Since the snow is gone (yeah!), I began indigo dyeing. It was finally warm enough during the May long weekend to set up an indigo vat. I happily spent much of the weekend dipping: two tablecloths, a dozen or more napkins, cotton/rayon scarves, linen handkerchiefs, and quilting cotton. Not ready to throw out the indigo vat, I stored it under our deck.
A couple of weeks went by before I could get back to dyeing. I pulled out the indigo vat on Sunday to see if it was still viable. I tested a piece of pfd cotton and was surprised to find the indigo vat still had some life left! So I set up a makeshift indigo studio in the laneway.
I experimented with some small pieces of wool suiting, pfd cotton, linen/rayon crinkle scarves, cotton voile and double gauze cotton. The last two are new scarves that I am excited to be adding to my shop.
This pfd cotton has been dipped a few times and the colour is deeper than I was expecting.
One of the wool suitings scrunched and dipped. I didn’t expect the indigo vat to be viable so I didn’t have my drying rack set up. Instead, I used the bushes in our laneway.
Another wool suiting rolled and tied.
My neighbour showed up with this rack that she was going to throw out. It is perfect to use for hanging up the indigo dyed pieces. It just needs a little duct tape and will be a good addition to my dyeing supplies.
Here are a few of the pieces I’ve dyed during the second round of indigo dyeing drying on my new rack!
On Sunday, I left a piece of pfd cotton and a nui shibori scarf in the indigo vat overnight. On Monday, I pulled out the scrunched up pfd cotton and was happy to see a rich blue colour.
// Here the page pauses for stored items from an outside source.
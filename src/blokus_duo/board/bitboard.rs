use std::sync::OnceLock;

use crate::blokus_duo::prelude::*;

/// Precomputed masks that keep shifted boards from wrapping across rows or falling off the end.
struct EdgeMasks {
    board: U256,
    not_first_col: U256,
    not_last_col: U256,
}

static EDGE_MASKS: OnceLock<EdgeMasks> = OnceLock::new();

fn edge_masks() -> &'static EdgeMasks {
    EDGE_MASKS.get_or_init(|| {
        let [mut board, mut not_first_col, mut not_last_col] = [U256::zero(); 3];
        for index in 0..NUM_CELLS {
            let bit = U256::one() << index;
            board = board | bit;
            match index % BOARD_SIZE {
                0                       => not_last_col = not_last_col | bit,
                c if c == BOARD_SIZE - 1 => not_first_col = not_first_col | bit,
                _                       => {
                    not_first_col = not_first_col | bit;
                    not_last_col = not_last_col | bit;
                }
            }
        }
        EdgeMasks { board, not_first_col, not_last_col }
    })
}

/// A bitboard for a 14x14 board: bit `row * 14 + col` is set when the cell is in the set.
#[derive(Clone, Copy, Debug, PartialEq, Eq, Hash)]
pub struct Bitboard(U256);

impl Default for Bitboard {
    fn default() -> Self {
        Bitboard(U256::zero())
    }
}

impl Bitboard {
    pub fn contains(&self, coord: &Coord) -> bool {
        coord.in_bounds() && self.0.bit(coord.index())
    }

    /// The number of cells in the set.
    pub fn count(&self) -> usize {
        let U256(limbs) = self.0;
        limbs.iter().map(|limb| limb.count_ones() as usize).sum()
    }

    /// The cells diagonally adjacent to any cell of this set, clipped to the board.
    pub fn diagonal_neighbours(&self) -> Bitboard {
        let masks = edge_masks();
        let sideways = ((self.0 & masks.not_first_col) >> 1usize) | ((self.0 & masks.not_last_col) << 1usize);
        Bitboard(((sideways >> BOARD_SIZE) | (sideways << BOARD_SIZE)) & masks.board)
    }

    pub fn insert(&mut self, coord: &Coord) -> &mut Self {
        self.0 = self.0 | (U256::one() << coord.index());
        self
    }

    pub fn is_empty(&self) -> bool {
        self.0.is_zero()
    }

    /// Iterates the cells of the set in row-major order.
    pub fn iter(&self) -> impl Iterator<Item = Coord> {
        let U256(limbs) = self.0;
        limbs.into_iter().enumerate().flat_map(|(i, mut limb)| {
            std::iter::from_fn(move || {
                if limb == 0 {
                    return None;
                }
                let tz = limb.trailing_zeros() as usize;
                limb &= limb - 1;
                Some(i * 64 + tz)
            })
        }).map(Coord::from_index)
    }

    /// The cells orthogonally adjacent to any cell of this set, clipped to the board.
    pub fn orthogonal_neighbours(&self) -> Bitboard {
        let masks = edge_masks();
        let vertical = (self.0 >> BOARD_SIZE) | (self.0 << BOARD_SIZE);
        let horizontal = ((self.0 & masks.not_first_col) >> 1usize) | ((self.0 & masks.not_last_col) << 1usize);
        Bitboard((vertical | horizontal) & masks.board)
    }

    pub fn remove(&mut self, coord: &Coord) -> &mut Self {
        self.0 = self.0 & !(U256::one() << coord.index());
        self
    }
}

impl std::ops::BitOr for Bitboard {
    type Output = Bitboard;
    fn bitor(self, rhs: Self) -> Self::Output {
        Bitboard(self.0 | rhs.0)
    }
}

impl std::ops::BitAnd for Bitboard {
    type Output = Bitboard;
    fn bitand(self, rhs: Self) -> Self::Output {
        Bitboard(self.0 & rhs.0)
    }
}

impl FromIterator<Coord> for Bitboard {
    fn from_iter<T: IntoIterator<Item = Coord>>(iter: T) -> Self {
        let mut b = Bitboard::default();
        iter.into_iter().for_each(|c| {
            b.insert(&c);
        });
        b
    }
}

#[cfg(test)]
mod tests {
    use super::*;

    fn board_of(coords: &[(usize, usize)]) -> Bitboard {
        coords.iter().map(|&(r, c)| Coord::new(r, c)).collect()
    }

    #[test]
    fn neighbours_do_not_wrap_rows() {
        let edge = board_of(&[(3, 13)]);
        let orth = edge.orthogonal_neighbours();
        assert_eq!(orth.iter().collect::<Vec<_>>(), vec![Coord::new(2, 13), Coord::new(3, 12), Coord::new(4, 13)]);
        assert!(!orth.contains(&Coord::new(4, 0)));

        let diag = board_of(&[(5, 0)]).diagonal_neighbours();
        assert_eq!(diag.iter().collect::<Vec<_>>(), vec![Coord::new(4, 1), Coord::new(6, 1)]);
    }

    #[test]
    fn neighbours_stay_on_the_board() {
        let corner = board_of(&[(13, 13)]);
        assert_eq!(corner.orthogonal_neighbours().count(), 2);
        assert_eq!(corner.diagonal_neighbours().iter().collect::<Vec<_>>(), vec![Coord::new(12, 12)]);
    }

    #[test]
    fn neighbours_match_a_cell_by_cell_scan() {
        let cells = [(0, 0), (0, 13), (6, 6), (6, 7), (13, 0), (12, 13)];
        let b = board_of(&cells);
        let scan = |offsets: &[OffsetCoord]| -> Bitboard {
            b.iter().flat_map(move |c| offsets.iter().filter_map(move |o| (c + o).checked())).collect()
        };
        assert_eq!(b.orthogonal_neighbours(), scan(&ORTHOGONAL_OFFSETS));
        assert_eq!(b.diagonal_neighbours(), scan(&DIAGONAL_OFFSETS));
    }

    #[test]
    fn counts_and_iterates_across_limbs() {
        let mut b = board_of(&[(0, 0), (4, 8), (9, 3), (13, 13)]);
        assert_eq!(b.count(), 4);
        b.remove(&Coord::new(4, 8));
        assert_eq!(b.iter().collect::<Vec<_>>(), vec![Coord::new(0, 0), Coord::new(9, 3), Coord::new(13, 13)]);
    }
}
I recently read about an experiment where the dyer left pieces of fabric in an indigo vat overnight and compared those pieces to fabric that had been repeatedly dipped in the indigo. There was no difference in the depth of colour between the two, suggesting that repeated dips in indigo are not needed to dye a fabric, just a longer time in the vat. I haven’t washed these out yet, so I know that the colour will be lighter. I am happy to have had more time experimenting with this fascinating process.